Landau Aviv Y, Blanchard Ashley, Atkins Nia, Salazar Stephanie, Cato Kenrick, Patton Desmond U, Topaz Maxim
School of Social Policy & Practice, University of Pennsylvania, Philadelphia, PA, United States.
New York Presbyterian Morgan Stanley Children's Hospital, Columbia University Irving Medical Center, New York, NY, United States.
JMIR Form Res. 2023 Jan 31;7:e40194. doi: 10.2196/40194.
Child abuse and neglect, once viewed as a social problem, is now an epidemic. Moreover, health providers agree that existing stereotypes may link racial and social class issues to child abuse. The broad adoption of electronic health records (EHRs) in clinical settings offers a new avenue for addressing this epidemic. To reduce racial bias and improve the development, implementation, and outcomes of machine learning (ML)-based models that use EHR data, it is crucial to involve marginalized members of the community in the process.
This study elicited Black and Latinx primary caregivers' viewpoints regarding child abuse and neglect while living in underserved communities to highlight considerations for designing an ML-based model for detecting child abuse and neglect in emergency departments (EDs) with implications for racial bias reduction and future interventions.
We conducted a qualitative study using in-depth interviews with 20 Black and Latinx primary caregivers whose children were cared for at a single pediatric tertiary-care ED to gain insights about child abuse and neglect and their experiences with health providers.
Three central themes were developed in the coding process: (1) primary caregivers' perspectives on the definition of child abuse and neglect, (2) primary caregivers' experiences with health providers and medical documentation, and (3) primary caregivers' perceptions of child protective services.
Our findings highlight essential considerations from primary caregivers for developing an ML-based model for detecting child abuse and neglect in ED settings. This includes how to define child abuse and neglect from a primary caregiver lens.
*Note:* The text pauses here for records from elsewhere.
// Sentence segmentation and page-text normalization
use once_cell::sync::Lazy;
use regex::Regex;
use std::collections::{HashMap, HashSet};

use crate::config::Config;
use crate::types::{Chunk, Page, Sentence, SentenceId};

static BLANK_LINES: Lazy<Regex> = Lazy::new(|| Regex::new(r"\n[ \t]*\n").unwrap());
static MANY_NEWLINES: Lazy<Regex> = Lazy::new(|| Regex::new(r"\n{3,}").unwrap());
static INLINE_SPACE: Lazy<Regex> = Lazy::new(|| Regex::new(r"[\t\u{00A0}]+").unwrap());
static BOILERPLATE: Lazy<Regex> = Lazy::new(|| {
    Regex::new(r"(?i)^\s*\d+\s*$|\b(page|annual report|confidential|draft)\b|https?://").unwrap()
});

const MAX_EDGE_LINE_CHARS: usize = 120;
const MAX_BOILERPLATE_TOKENS: usize = 8;

/// Words that end in '.' without ending a sentence, in any case.
const ABBREVIATIONS: &[&str] = &[
    "mr", "mrs", "ms", "dr", "prof", "sr", "jr", "st", "inc", "ltd", "corp", "plc", "pvt",
    "llc", "vs", "etc", "approx", "fig", "figs", "vol", "rs", "jan", "feb", "apr", "jun",
    "jul", "aug", "sep", "sept", "oct", "nov", "dec",
];

/// CRLF/CR to LF, tabs and NBSP to spaces, at most one blank line in a row.
pub fn normalize_whitespace(text: &str) -> String {
    let text = text.replace("\r\n", "\n").replace('\r', "\n");
    let text = INLINE_SPACE.replace_all(&text, " ");
    let text = MANY_NEWLINES.replace_all(&text, "\n\n");
    text.trim().to_string()
}

fn collapse(line: &str) -> String {
    line.split_whitespace().collect::<Vec<_>>().join(" ")
}

/// Key for "near-identical" edge lines: case-folded, digits masked so
/// "Page 3 of 40" and "Page 4 of 40" compare equal.
fn edge_key(line: &str) -> String {
    collapse(line)
        .to_lowercase()
        .chars()
        .map(|c| if c.is_ascii_digit() { '#' } else { c })
        .collect()
}

#[derive(Debug, Clone, Copy, PartialEq, Eq, Hash)]
enum Edge {
    Top,
    Bottom,
}

/// (line index, edge, offset from that edge) for the non-empty lines in a page's edge zones.
/// Each zone covers at most half of the page's lines.
fn edge_zone(lines: &[&str], depth: usize) -> Vec<(usize, Edge, usize)> {
    let filled: Vec<usize> = (0..lines.len()).filter(|&i| !lines[i].trim().is_empty()).collect();
    let depth = depth.min(filled.len() / 2);
    let mut zone = Vec::new();
    for (offset, &i) in filled.iter().take(depth).enumerate() {
        zone.push((i, Edge::Top, offset));
    }
    for (offset, &i) in filled.iter().rev().take(depth).enumerate() {
        if !zone.iter().any(|(j, _, _)| *j == i) {
            zone.push((i, Edge::Bottom, offset));
        }
    }
    zone
}

/// Remove running headers and footers from page texts.
///
/// An edge-zone line is dropped when it is short and a neighbouring page has a
/// near-identical line at the same edge offset, when the exact line sits in the edge
/// zone of two or more pages, or when it is short page furniture (page numbers,
/// "confidential", URLs).
pub fn strip_headers_footers(pages: &[String], depth: usize) -> Vec<String> {
    let split: Vec<Vec<&str>> = pages.iter().map(|p| p.lines().collect()).collect();
    let zones: Vec<Vec<(usize, Edge, usize)>> = split.iter().map(|lines| edge_zone(lines, depth)).collect();

    let positional: Vec<HashSet<(Edge, usize, String)>> = split
        .iter()
        .zip(&zones)
        .map(|(lines, zone)| {
            zone.iter()
                .map(|&(i, edge, offset)| (edge, offset, edge_key(lines[i])))
                .collect()
        })
        .collect();

    let mut exact_pages: HashMap<String, HashSet<usize>> = HashMap::new();
    for (page, (lines, zone)) in split.iter().zip(&zones).enumerate() {
        for &(i, _, _) in zone {
            exact_pages
                .entry(collapse(lines[i]).to_lowercase())
                .or_default()
                .insert(page);
        }
    }

    split
        .iter()
        .zip(&zones)
        .enumerate()
        .map(|(page, (lines, zone))| {
            let mut drop = HashSet::new();
            for &(i, edge, offset) in zone {
                let line = lines[i];
                if collapse(line).chars().count() > MAX_EDGE_LINE_CHARS {
                    continue;
                }
                let short = line.split_whitespace().count() <= MAX_BOILERPLATE_TOKENS;
                let key = (edge, offset, edge_key(line));
                let neighbour_repeat = short
                    && ((page > 0 && positional[page - 1].contains(&key))
                        || positional.get(page + 1).map_or(false, |next| next.contains(&key)));
                let exact_repeat = exact_pages
                    .get(&collapse(line).to_lowercase())
                    .map_or(false, |seen| seen.len() >= 2);
                let furniture = short && BOILERPLATE.is_match(line);
                if neighbour_repeat || exact_repeat || furniture {
                    drop.insert(i);
                }
            }
            if !drop.is_empty() {
                tracing::trace!("page {}: dropped {} header/footer lines", page + 1, drop.len());
            }
            lines
                .iter()
                .enumerate()
                .filter(|(i, _)| !drop.contains(i))
                .map(|(_, line)| *line)
                .collect::<Vec<_>>()
                .join("\n")
                .trim()
                .to_string()
        })
        .collect()
}

/// Normalized copy of the document's pages, ready for chunking.
pub fn prepare_pages(pages: &[Page], config: &Config) -> Vec<Page> {
    let normalized: Vec<String> = pages.iter().map(|p| normalize_whitespace(&p.text)).collect();
    let cleaned = if config.remove_headers_footers {
        strip_headers_footers(&normalized, config.segmenter.header_footer_lines)
    } else {
        normalized
    };
    pages
        .iter()
        .zip(cleaned)
        .map(|(page, text)| Page {
            text,
            ..page.clone()
        })
        .collect()
}

/// Lazy sentence iterator over one paragraph. Clone it to restart.
#[derive(Debug, Clone)]
pub struct Sentences<'a> {
    text: &'a str,
    pos: usize,
}

pub fn sentences(text: &str) -> Sentences<'_> {
    Sentences { text, pos: 0 }
}

/// Whether the '.' after `word` is part of an abbreviation, given the next sentence's first char.
fn is_protected(word: &str, next: char) -> bool {
    let word = word.trim_start_matches(|c: char| !c.is_alphanumeric());
    let lower = word.to_lowercase();
    if ABBREVIATIONS.contains(&lower.as_str()) {
        return true;
    }
    // Ordinary words that are abbreviations only when capitalized: "Acme Co.", "No. 3".
    match word {
        "Co" | "Mar" => return true,
        "No" | "Nos" if next.is_ascii_digit() => return true,
        _ => {}
    }
    // Initials ("J.") and dotted abbreviations ("e.g", "U.S").
    let mut chars = word.chars();
    matches!((chars.next(), chars.next()), (Some(c), None) if c.is_alphabetic())
        || (word.contains('.') && word.chars().all(|c| c.is_alphabetic() || c == '.'))
}

fn opens_sentence(c: char) -> bool {
    c.is_uppercase() || c.is_ascii_digit() || matches!(c, '(' | '"' | '\'' | '\u{201C}' | '\u{2018}' | '[')
}

impl<'a> Sentences<'a> {
    /// Next sentence with its byte offset in the paragraph.
    fn next_span(&mut self) -> Option<(usize, &'a str)> {
        let rest = &self.text[self.pos..];
        let start = rest.len() - rest.trim_start().len();
        let rest = &rest[start..];
        if rest.is_empty() {
            self.pos = self.text.len();
            return None;
        }
        let base = self.pos + start;

        let mut chars = rest.char_indices().peekable();
        while let Some((i, c)) = chars.next() {
            if !matches!(c, '.' | '!' | '?') {
                continue;
            }
            let mut end = i + c.len_utf8();
            while let Some(&(j, q)) = chars.peek() {
                if matches!(q, '"' | '\'' | ')' | ']' | '\u{201D}' | '\u{2019}' | '.' | '!' | '?') {
                    end = j + q.len_utf8();
                    chars.next();
                } else {
                    break;
                }
            }
            let after = &rest[end..];
            if !after.starts_with(char::is_whitespace) {
                continue;
            }
            let Some(next) = after.trim_start().chars().next() else {
                continue;
            };
            if !opens_sentence(next) {
                continue;
            }
            if c == '.' {
                let word = rest[..i].rsplit(char::is_whitespace).next().unwrap_or("");
                if is_protected(word, next) {
                    continue;
                }
            }
            self.pos = base + end;
            return Some((base, rest[..end].trim_end()));
        }

        self.pos = self.text.len();
        Some((base, rest.trim_end()))
    }
}

impl<'a> Iterator for Sentences<'a> {
    type Item = &'a str;

    fn next(&mut self) -> Option<&'a str> {
        self.next_span().map(|(_, text)| text)
    }
}

/// Paragraphs (blank-line separated) with internal whitespace collapsed.
pub fn paragraphs(text: &str) -> impl Iterator<Item = String> + '_ {
    BLANK_LINES
        .split(text)
        .map(collapse)
        .filter(|p| !p.is_empty())
}

/// A paragraph of a chunk, possibly running over a page break.
struct Block {
    text: String,
    /// (byte offset in `text`, page) where each page's contribution starts.
    starts: Vec<(usize, usize)>,
}

impl Block {
    fn page_at(&self, offset: usize) -> usize {
        self.starts
            .iter()
            .rev()
            .find(|&&(start, _)| start <= offset)
            .or(self.starts.first())
            .map_or(0, |&(_, page)| page)
    }
}

/// Paragraphs of the chunk's concatenated text. A page break is not a paragraph
/// break: the first paragraph of a page continues the last one of the page before.
fn blocks(chunk: &Chunk) -> Vec<Block> {
    let mut blocks: Vec<Block> = Vec::new();
    let mut continues = false;
    for page in &chunk.pages {
        let mut any = false;
        for (i, paragraph) in paragraphs(&page.text).enumerate() {
            any = true;
            if i == 0 && continues {
                if let Some(last) = blocks.last_mut() {
                    last.text.push(' ');
                    last.starts.push((last.text.len(), page.page));
                    last.text.push_str(&paragraph);
                    continue;
                }
            }
            blocks.push(Block {
                text: paragraph,
                starts: vec![(0, page.page)],
            });
        }
        continues = any;
    }
    blocks
}

/// All candidate sentences of a chunk, numbered in reading order. Each sentence
/// records the page it starts on.
pub fn segment_chunk(chunk: &Chunk, min_tokens: usize) -> Vec<Sentence> {
    let mut out = Vec::new();
    for block in blocks(chunk) {
        let mut spans = sentences(&block.text);
        while let Some((offset, text)) = spans.next_span() {
            let tokens = text.split_whitespace().count();
            if tokens < min_tokens || !text.chars().any(char::is_alphabetic) {
                continue;
            }
            let id = SentenceId {
                chunk: chunk.index,
                ordinal: out.len(),
            };
            out.push(Sentence::new(id, block.page_at(offset), text.to_string()));
        }
    }
    out
}

/// Drop sentences whose lowercase alphanumeric form already occurred earlier.
pub fn dedup_exact(sentences: Vec<Sentence>) -> Vec<Sentence> {
    let mut seen = HashSet::new();
    sentences
        .into_iter()
        .filter(|s| {
            let key: String = s
                .text
                .to_lowercase()
                .split(|c: char| !c.is_alphanumeric())
                .filter(|w| !w.is_empty())
                .collect::<Vec<_>>()
                .join(" ");
            !key.is_empty() && seen.insert(key)
        })
        .collect()
}
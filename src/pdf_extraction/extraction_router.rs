// Per-page extraction through an ordered chain of text sources
//
// Sources are tried in order (native text layer, secondary parser, OCR). The first
// result whose text density reaches `min_chars` wins. Failures of a single source or
// a single page are recorded as diagnostics and never abort the document.
use anyhow::Result;
use std::time::Instant;

use super::lopdf_helper::LoadedPdf;
use crate::types::{text_density, Diagnostic, ExtractionMethod, Page};

/// One provider in the fallback chain.
pub trait TextSource: Send + Sync {
    fn method(&self) -> ExtractionMethod;
    fn extract(&self, pdf: &LoadedPdf, page_index: usize) -> Result<String>;
}

/// Outcome of one source on one page.
#[derive(Debug, Clone)]
pub struct ExtractionResult {
    pub text: String,
    pub method: ExtractionMethod,
    pub density: usize,
    pub extraction_time_ms: u64,
}

impl ExtractionResult {
    pub fn new(text: String, method: ExtractionMethod) -> Self {
        let density = text_density(&text);
        Self {
            text,
            method,
            density,
            extraction_time_ms: 0,
        }
    }
}

pub struct ExtractionRouter {
    sources: Vec<Box<dyn TextSource>>,
    min_chars: usize,
}

impl ExtractionRouter {
    pub fn new(sources: Vec<Box<dyn TextSource>>, min_chars: usize) -> Self {
        Self { sources, min_chars }
    }

    pub fn min_chars(&self) -> usize {
        self.min_chars
    }

    pub fn methods(&self) -> Vec<ExtractionMethod> {
        self.sources.iter().map(|s| s.method()).collect()
    }

    fn is_acceptable(&self, result: &ExtractionResult) -> bool {
        result.density >= self.min_chars
    }

    /// Run the chain on one page. Never fails: an unusable page comes back
    /// as `extraction-failed` with a diagnostic.
    pub fn extract_page(&self, pdf: &LoadedPdf, page_index: usize) -> (Page, Vec<Diagnostic>) {
        let mut diagnostics = Vec::new();
        let mut best: Option<ExtractionResult> = None;
        let mut errors = Vec::new();

        for source in &self.sources {
            let method = source.method();
            let start = Instant::now();
            match source.extract(pdf, page_index) {
                Ok(text) => {
                    let mut result = ExtractionResult::new(text, method);
                    result.extraction_time_ms = start.elapsed().as_millis() as u64;
                    tracing::debug!(
                        page = page_index + 1,
                        %method,
                        chars = result.density,
                        ms = result.extraction_time_ms,
                        "extraction attempt"
                    );
                    if self.is_acceptable(&result) {
                        return (
                            Page::new(page_index, result.text, method),
                            diagnostics,
                        );
                    }
                    if best.as_ref().map_or(true, |b| result.density > b.density) {
                        best = Some(result);
                    }
                }
                Err(e) => {
                    tracing::debug!(page = page_index + 1, %method, "extraction attempt failed: {:#}", e);
                    errors.push(format!("{}: {:#}", method, e));
                }
            }
        }

        match best {
            Some(result) if result.density > 0 => {
                tracing::info!(
                    "page {} below density threshold ({} < {}), keeping {} text",
                    page_index + 1,
                    result.density,
                    self.min_chars,
                    result.method
                );
                diagnostics.push(Diagnostic::LowDensity {
                    page: page_index,
                    chars: result.density,
                });
                (Page::new(page_index, result.text, result.method), diagnostics)
            }
            _ => {
                let reason = if errors.is_empty() {
                    "no text found".to_string()
                } else {
                    errors.join("; ")
                };
                tracing::warn!("page {} extraction failed: {}", page_index + 1, reason);
                diagnostics.push(Diagnostic::PageExtractionFailed {
                    page: page_index,
                    reason,
                });
                (Page::failed(page_index), diagnostics)
            }
        }
    }

    /// Extract every page in order.
    pub fn extract_pages(&self, pdf: &LoadedPdf) -> (Vec<Page>, Vec<Diagnostic>) {
        let mut pages = Vec::with_capacity(pdf.page_count());
        let mut diagnostics = Vec::new();
        for index in 0..pdf.page_count() {
            let (page, mut diags) = self.extract_page(pdf, index);
            pages.push(page);
            diagnostics.append(&mut diags);
        }
        (pages, diagnostics)
    }
}

#[cfg(test)]
mod tests {
    use super::*;
    use anyhow::bail;
    use lopdf::{dictionary, Document, Object};

    struct Fixed(ExtractionMethod, Vec<Option<&'static str>>);

    impl TextSource for Fixed {
        fn method(&self) -> ExtractionMethod {
            self.0
        }
        fn extract(&self, _pdf: &LoadedPdf, page_index: usize) -> Result<String> {
            match self.1.get(page_index).copied().flatten() {
                Some(text) => Ok(text.to_string()),
                None => bail!("nothing here"),
            }
        }
    }

    fn blank_pdf(pages: usize) -> LoadedPdf {
        let mut doc = Document::with_version("1.5");
        let pages_id = doc.new_object_id();
        let kids: Vec<Object> = (0..pages)
            .map(|_| {
                doc.add_object(dictionary! {
                    "Type" => "Page",
                    "Parent" => pages_id,
                    "MediaBox" => vec![0.into(), 0.into(), 612.into(), 792.into()],
                })
                .into()
            })
            .collect();
        doc.objects.insert(
            pages_id,
            Object::Dictionary(dictionary! {
                "Type" => "Pages",
                "Kids" => kids,
                "Count" => pages as i64,
            }),
        );
        let catalog_id = doc.add_object(dictionary! {
            "Type" => "Catalog",
            "Pages" => pages_id,
        });
        doc.trailer.set("Root", catalog_id);
        let mut bytes = Vec::new();
        doc.save_to(&mut bytes).unwrap();
        LoadedPdf::from_bytes(bytes).unwrap()
    }

    const LONG: &str = "Revenue grew strongly across every segment this year.";

    #[test]
    fn test_first_acceptable_source_wins() {
        let router = ExtractionRouter::new(
            vec![
                Box::new(Fixed(ExtractionMethod::Native, vec![Some("tiny")])),
                Box::new(Fixed(ExtractionMethod::FallbackParser, vec![Some(LONG)])),
                Box::new(Fixed(ExtractionMethod::Ocr, vec![Some(LONG)])),
            ],
            20,
        );
        let (page, diags) = router.extract_page(&blank_pdf(1), 0);
        assert_eq!(page.method, ExtractionMethod::FallbackParser);
        assert_eq!(page.text, LONG);
        assert!(diags.is_empty());
    }

    #[test]
    fn test_dense_native_never_reaches_ocr() {
        let router = ExtractionRouter::new(
            vec![
                Box::new(Fixed(ExtractionMethod::Native, vec![Some(LONG)])),
                Box::new(Fixed(ExtractionMethod::Ocr, vec![Some("ocr text that is long enough")])),
            ],
            20,
        );
        let (page, _) = router.extract_page(&blank_pdf(1), 0);
        assert_eq!(page.method, ExtractionMethod::Native);
    }

    #[test]
    fn test_low_density_keeps_best_candidate() {
        let router = ExtractionRouter::new(
            vec![
                Box::new(Fixed(ExtractionMethod::Native, vec![Some("ab")])),
                Box::new(Fixed(ExtractionMethod::FallbackParser, vec![Some("abc def")])),
            ],
            20,
        );
        let (page, diags) = router.extract_page(&blank_pdf(1), 0);
        assert_eq!(page.method, ExtractionMethod::FallbackParser);
        assert_eq!(diags, vec![Diagnostic::LowDensity { page: 0, chars: 6 }]);
    }

    #[test]
    fn test_all_sources_fail_flags_page() {
        let router = ExtractionRouter::new(
            vec![
                Box::new(Fixed(ExtractionMethod::Native, vec![None, Some(LONG)])),
                Box::new(Fixed(ExtractionMethod::FallbackParser, vec![Some("   ")])),
            ],
            20,
        );
        let (pages, diags) = router.extract_pages(&blank_pdf(2));
        assert!(pages[0].is_failed());
        assert_eq!(pages[1].method, ExtractionMethod::Native);
        assert!(matches!(
            &diags[0],
            Diagnostic::PageExtractionFailed { page: 0, reason } if reason.contains("nothing here")
        ));
    }

    /// OCR stand-in whose external command never finishes in time.
    #[cfg(unix)]
    struct Stalled(crate::pdf_extraction::ocr_engine::CommandRunner);

    #[cfg(unix)]
    impl TextSource for Stalled {
        fn method(&self) -> ExtractionMethod {
            ExtractionMethod::Ocr
        }
        fn extract(&self, _pdf: &LoadedPdf, _page_index: usize) -> Result<String> {
            let output = self.0.run("sleep", &["5".to_string()])?;
            Ok(String::from_utf8_lossy(&output.stdout).into_owned())
        }
    }

    #[cfg(unix)]
    #[test]
    fn test_ocr_timeout_fails_only_that_page() {
        use crate::pdf_extraction::ocr_engine::CommandRunner;
        use std::time::Duration;

        let runner = CommandRunner::new(Duration::from_millis(200)).unwrap();
        let router = ExtractionRouter::new(
            vec![
                Box::new(Fixed(ExtractionMethod::Native, vec![Some(LONG), Some("")])),
                Box::new(Stalled(runner)),
            ],
            20,
        );
        let (pages, diags) = router.extract_pages(&blank_pdf(2));
        assert_eq!(pages[0].method, ExtractionMethod::Native);
        assert_eq!(pages[1].method, ExtractionMethod::ExtractionFailed);
        assert!(matches!(
            diags.as_slice(),
            [Diagnostic::PageExtractionFailed { page: 1, reason }] if reason.contains("timed out")
        ));
    }
}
Miscommunication between patients and health providers can potentially lead to a misdiagnosis, and therefore, have a negative impact on medical documentation. Additionally, the outcome and application of the ML-based models for detecting abuse and neglect may cause additional harm than expected to the community. Further research is needed to validate these findings and integrate them into creating an ML-based model.
虐待和忽视儿童问题,曾经被视为一个社会问题,如今已泛滥成灾。此外,医疗服务提供者一致认为,现有的刻板印象可能将种族和社会阶层问题与虐待儿童联系起来。临床环境中电子健康记录(EHRs)的广泛应用为解决这一泛滥问题提供了一条新途径。为了减少种族偏见,并改善使用电子健康记录数据的机器学习(ML)模型的开发、实施和结果,让社区中的边缘化成员参与这一过程至关重要。
本研究引出了黑人和拉丁裔主要照顾者对于生活在服务不足社区时遭受虐待和忽视儿童问题的观点,以突出设计基于机器学习的模型来检测急诊科(EDs)中虐待和忽视儿童情况的注意事项,这对减少种族偏见和未来干预措施具有重要意义。
我们进行了一项定性研究,对20名黑人和拉丁裔主要照顾者进行了深入访谈,他们的孩子在一家儿科三级护理急诊科接受治疗,以深入了解虐待和忽视儿童问题以及他们与医疗服务提供者的经历。
在编码过程中形成了三个核心主题:(1)主要照顾者对虐待和忽视儿童定义的看法,(2)主要照顾者与医疗服务提供者及医疗记录的经历,(3)主要照顾者对儿童保护服务的看法。
我们的研究结果突出了主要照顾者对于开发基于机器学习的模型以检测急诊科中虐待和忽视儿童情况的重要考虑因素。这包括如何从主要照顾者的角度定义虐待和忽视儿童。患者与医疗服务提供者之间的沟通不畅可能会导致误诊,从而对医疗记录产生负面影响。此外,基于机器学习的检测虐待和忽视儿童模型的结果及应用可能会给社区带来比预期更大的伤害。需要进一步的研究来验证这些发现,并将其纳入基于机器学习的模型创建中。